CWE-301 Base Borrador Medium likelihood

Reflection Attack in an Authentication Protocol

A reflection attack is a flaw in mutual authentication protocols that allows an attacker to impersonate a legitimate user without knowing the secret key. This happens when an attacker can bounce, or…

Definición

What is CWE-301?

A reflection attack is a flaw in mutual authentication protocols that allows an attacker to impersonate a legitimate user without knowing the secret key. This happens when an attacker can bounce, or 'reflect,' a server's own challenge back to it using a second connection, tricking the system into granting access.
In a typical mutual authentication setup, both the client and server share a secret key. To prove identity without sending the key directly, they exchange random challenges that must be encrypted with that shared secret. The vulnerability arises when the same key is used across multiple sessions and the protocol design allows an attacker to use the server's response from one connection to answer a challenge in another. Here’s how the attack works in practice: An attacker initiates a connection to the server, posing as a legitimate user, and receives a challenge. Instead of solving it, the attacker opens a second connection to the server. In this new session, the attacker sends the server's original challenge as its own. The server helpfully encrypts it and sends the response back, which the attacker then uses to correctly answer the first connection's challenge. This bypasses authentication because the server essentially authenticates itself, granting the attacker access.
Impacto en el mundo real

Real-world CVEs caused by CWE-301

  • CVE-2005-3435

    product authentication succeeds if user-provided MD5 hash matches the hash in its database; this can be subjected to replay attacks.

Cómo lo explotan los atacantes

Ruta del atacante paso a paso

  1. 1

    Identifica una ruta de código que maneje entrada no confiable sin validación.

  2. 2

    Crea un payload que ejercite el comportamiento inseguro — inyección, traversal, overflow o abuso de lógica.

  3. 3

    Envía el payload a través de una solicitud normal y observa la reacción de la aplicación.

  4. 4

    Itera hasta que la respuesta filtre datos, ejecute código del atacante o escale privilegios.

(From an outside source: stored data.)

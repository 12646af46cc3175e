//! Installs the process-wide subscriber, so it runs in its own test binary.

use courier_engine::dispatch::{DispatchConfig, LogFormat};
use courier_engine::logging::{init_tracing, init_tracing_for};

#[test]
fn only_the_first_install_wins() {
    let config = DispatchConfig {
        log_format: LogFormat::Json,
        ..DispatchConfig::default()
    };
    assert!(init_tracing_for(&config));
    assert!(tracing::dispatcher::has_been_set());

    assert!(!init_tracing(LogFormat::Pretty));
    assert!(!init_tracing_for(&DispatchConfig::default()));
    tracing::info!("still served by the first subscriber");
}
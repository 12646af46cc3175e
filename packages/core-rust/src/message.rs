//! Message model: commands, events, and the type-erased `Envelope` that carries
//! them through the dispatch pipeline and the command queue.

use std::any::{Any, TypeId};
use std::fmt;
use std::sync::Arc;

use serde::{Deserialize, Serialize};
use uuid::Uuid;

// ---------------------------------------------------------------------------
// SourceId
// ---------------------------------------------------------------------------

/// Identifier of the entity that raised an event.
#[derive(Debug, Clone, Copy, PartialEq, Eq, Hash, PartialOrd, Ord, Serialize, Deserialize)]
pub struct SourceId(Uuid);

impl SourceId {
    /// Generates a fresh random source id.
    #[must_use]
    pub fn new() -> Self {
        Self(Uuid::new_v4())
    }

    /// Returns the underlying UUID.
    #[must_use]
    pub fn as_uuid(&self) -> &Uuid {
        &self.0
    }
}

impl Default for SourceId {
    fn default() -> Self {
        Self::new()
    }
}

impl From<Uuid> for SourceId {
    fn from(id: Uuid) -> Self {
        Self(id)
    }
}

impl fmt::Display for SourceId {
    fn fmt(&self, f: &mut fmt::Formatter<'_>) -> fmt::Result {
        self.0.fmt(f)
    }
}

// ---------------------------------------------------------------------------
// Message traits
// ---------------------------------------------------------------------------

/// Root trait of everything that can be dispatched.
pub trait Message: Any + Send + Sync + fmt::Debug {}

/// Requested work. Routed to exactly one handler.
pub trait Command: Message {}

/// A fact that happened. Fanned out to zero or more handlers and hub subscribers.
///
/// Events are immutable once constructed: the dispatcher only ever hands out
/// shared references.
pub trait Event: Message {
    /// Identifier of the entity that raised this event.
    fn source_id(&self) -> SourceId;

    /// Name under which the event is published on the message hub.
    /// Defaults to the unqualified type name.
    fn event_name(&self) -> &'static str
    where
        Self: Sized,
    {
        short_type_name::<Self>()
    }
}

/// Distinguishes the two message families inside an `Envelope`.
#[derive(Debug, Clone, Copy, PartialEq, Eq, Hash)]
pub enum MessageKind {
    Command,
    Event,
}

/// Returns the last path segment of `T`'s type name, ignoring generic arguments.
#[must_use]
pub fn short_type_name<T: ?Sized>() -> &'static str {
    let full = std::any::type_name::<T>();
    let base = full.split('<').next().unwrap_or(full);
    base.rsplit("::").next().unwrap_or(base)
}

// ---------------------------------------------------------------------------
// Payload
// ---------------------------------------------------------------------------

/// Opaque, cheaply clonable value.
///
/// Used as the message hub payload and as the success value of a handler.
#[derive(Clone)]
pub struct Payload {
    type_name: &'static str,
    value: Arc<dyn Any + Send + Sync>,
}

impl Payload {
    /// Wraps a value.
    pub fn new<T: Any + Send + Sync>(value: T) -> Self {
        Self::from_arc(Arc::new(value))
    }

    /// Wraps an already shared value without copying it.
    pub fn from_arc<T: Any + Send + Sync>(value: Arc<T>) -> Self {
        Self {
            type_name: short_type_name::<T>(),
            value,
        }
    }

    /// Borrows the value as `T`, if that is its concrete type.
    #[must_use]
    pub fn downcast_ref<T: Any>(&self) -> Option<&T> {
        self.value.downcast_ref::<T>()
    }

    /// Returns `true` if the value is a `T`.
    #[must_use]
    pub fn is<T: Any>(&self) -> bool {
        self.value.is::<T>()
    }

    /// Unqualified type name of the wrapped value.
    #[must_use]
    pub fn type_name(&self) -> &'static str {
        self.type_name
    }
}

impl fmt::Debug for Payload {
    fn fmt(&self, f: &mut fmt::Formatter<'_>) -> fmt::Result {
        f.debug_struct("Payload")
            .field("type_name", &self.type_name)
            .finish_non_exhaustive()
    }
}

// ---------------------------------------------------------------------------
// Envelope
// ---------------------------------------------------------------------------

/// Type-erased message as it travels through queues and the dispatch pipeline.
///
/// Handler selection is keyed on [`Envelope::type_id`], the exact runtime type
/// of the wrapped message.
#[derive(Clone)]
pub struct Envelope {
    type_id: TypeId,
    type_name: &'static str,
    kind: MessageKind,
    event_name: Option<&'static str>,
    source_id: Option<SourceId>,
    body: Arc<dyn Any + Send + Sync>,
}

impl Envelope {
    /// Wraps a command.
    pub fn command<C: Command>(command: C) -> Self {
        Self {
            type_id: TypeId::of::<C>(),
            type_name: short_type_name::<C>(),
            kind: MessageKind::Command,
            event_name: None,
            source_id: None,
            body: Arc::new(command),
        }
    }

    /// Wraps an event, capturing its name and source id.
    pub fn event<E: Event>(event: E) -> Self {
        Self {
            type_id: TypeId::of::<E>(),
            type_name: short_type_name::<E>(),
            kind: MessageKind::Event,
            event_name: Some(event.event_name()),
            source_id: Some(event.source_id()),
            body: Arc::new(event),
        }
    }

    #[must_use]
    pub fn type_id(&self) -> TypeId {
        self.type_id
    }

    #[must_use]
    pub fn type_name(&self) -> &'static str {
        self.type_name
    }

    #[must_use]
    pub fn kind(&self) -> MessageKind {
        self.kind
    }

    /// Hub name of the event. `None` for commands.
    #[must_use]
    pub fn event_name(&self) -> Option<&'static str> {
        self.event_name
    }

    /// Source id of the event. `None` for commands.
    #[must_use]
    pub fn source_id(&self) -> Option<SourceId> {
        self.source_id
    }

    /// Borrows the message as `T`, if that is its concrete type.
    #[must_use]
    pub fn downcast_ref<T: Any>(&self) -> Option<&T> {
        self.body.downcast_ref::<T>()
    }

    /// Returns the message body as an opaque payload sharing the same allocation.
    #[must_use]
    pub fn payload(&self) -> Payload {
        Payload {
            type_name: self.type_name,
            value: Arc::clone(&self.body),
        }
    }
}

impl fmt::Debug for Envelope {
    fn fmt(&self, f: &mut fmt::Formatter<'_>) -> fmt::Result {
        f.debug_struct("Envelope")
            .field("type_name", &self.type_name)
            .field("kind", &self.kind)
            .field("event_name", &self.event_name)
            .field("source_id", &self.source_id)
            .finish_non_exhaustive()
    }
}

// ---------------------------------------------------------------------------
// Tests
// ---------------------------------------------------------------------------

#[cfg(test)]
mod tests {
    use super::*;

    #[derive(Debug, PartialEq)]
    struct CreateAccount {
        owner: String,
    }

    impl Message for CreateAccount {}
    impl Command for CreateAccount {}

    #[derive(Debug)]
    struct AccountCreated {
        id: SourceId,
    }

    impl Message for AccountCreated {}
    impl Event for AccountCreated {
        fn source_id(&self) -> SourceId {
            self.id
        }
    }

    #[test]
    fn short_type_name_strips_path_and_generics() {
        assert_eq!(short_type_name::<CreateAccount>(), "CreateAccount");
        assert_eq!(short_type_name::<Vec<String>>(), "Vec");
    }

    #[test]
    fn command_envelope_downcasts_to_concrete_type() {
        let env = Envelope::command(CreateAccount {
            owner: "ada".to_string(),
        });
        assert_eq!(env.kind(), MessageKind::Command);
        assert_eq!(env.type_id(), TypeId::of::<CreateAccount>());
        assert!(env.event_name().is_none());
        assert_eq!(
            env.downcast_ref::<CreateAccount>().map(|c| c.owner.as_str()),
            Some("ada")
        );
        assert!(env.downcast_ref::<AccountCreated>().is_none());
    }

    #[test]
    fn event_envelope_carries_name_and_source() {
        let id = SourceId::new();
        let env = Envelope::event(AccountCreated { id });
        assert_eq!(env.kind(), MessageKind::Event);
        assert_eq!(env.event_name(), Some("AccountCreated"));
        assert_eq!(env.source_id(), Some(id));
    }

    #[test]
    fn envelope_names_match_short_type_names() {
        let command = Envelope::command(CreateAccount {
            owner: "linus".to_string(),
        });
        let event = Envelope::event(AccountCreated { id: SourceId::new() });
        assert_eq!(command.type_name(), "CreateAccount");
        assert_eq!(event.type_name(), "AccountCreated");
        assert_eq!(Payload::new(7_u8).type_name(), "u8");
    }

    #[test]
    fn payload_shares_envelope_body() {
        let env = Envelope::command(CreateAccount {
            owner: "grace".to_string(),
        });
        let payload = env.payload();
        assert!(payload.is::<CreateAccount>());
        assert_eq!(payload.type_name(), env.type_name());
        assert!(std::ptr::eq(
            payload.downcast_ref::<CreateAccount>().unwrap(),
            env.downcast_ref::<CreateAccount>().unwrap()
        ));
    }

    #[test]
    fn source_id_display_matches_uuid() {
        let uuid = Uuid::new_v4();
        let id = SourceId::from(uuid);
        assert_eq!(id.to_string(), uuid.to_string());
        assert_eq!(id.as_uuid(), &uuid);
    }
}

Ejemplo de código vulnerable

Vulnerable C

The following example demonstrates the weakness.

Vulnerable C 
unsigned char *simple_digest(char *alg,char *buf,unsigned int len, int *olen) {
  	const EVP_MD *m;
  	EVP_MD_CTX ctx;
  	unsigned char *ret;
  	OpenSSL_add_all_digests();
  	if (!(m = EVP_get_digestbyname(alg))) return NULL;
  	if (!(ret = (unsigned char*)malloc(EVP_MAX_MD_SIZE))) return NULL;
  	EVP_DigestInit(&ctx, m);
  	EVP_DigestUpdate(&ctx,buf,len);
  	EVP_DigestFinal(&ctx,ret,olen);
  	return ret;
  }
  unsigned char *generate_password_and_cmd(char *password_and_cmd) {
  	simple_digest("sha1",password,strlen(password_and_cmd)
  	...
  	);
  }
Ejemplo de código seguro

Secure pseudo

Seguro pseudo 
// Validate, sanitize, or use a safe API before reaching the sink.
function handleRequest(input) {
  const safe = validateAndEscape(input);
  return executeWithGuards(safe);
}
What changed: the unsafe sink is replaced (or the input is validated/escaped) so the same payload no longer triggers the weakness.
Lista de prevención

How to prevent CWE-301

  • Architecture and Design Use different keys for the initiator and responder or of a different type of challenge for the initiator and responder.
  • Architecture and Design Let the initiator prove its identity before proceeding.
Señales de detección

How to detect CWE-301

SAST High

Ejecuta análisis estático (SAST) sobre el código buscando el patrón inseguro en el flujo de datos.

DAST Moderate

Ejecuta pruebas dinámicas de seguridad de aplicaciones (DAST) contra el endpoint en vivo.

Runtime Moderate

Vigila los logs en tiempo de ejecución para detectar trazas de excepción inusuales, entradas malformadas o intentos de bypass de autorización.

Code review Moderate

Revisión de código: marca cualquier código nuevo que maneje entrada desde esta superficie sin usar los helpers validados del framework.

Auto-corrección de Plexicus

Plexicus detecta automáticamente CWE-301 y abre un PR de corrección en menos de 60 segundos.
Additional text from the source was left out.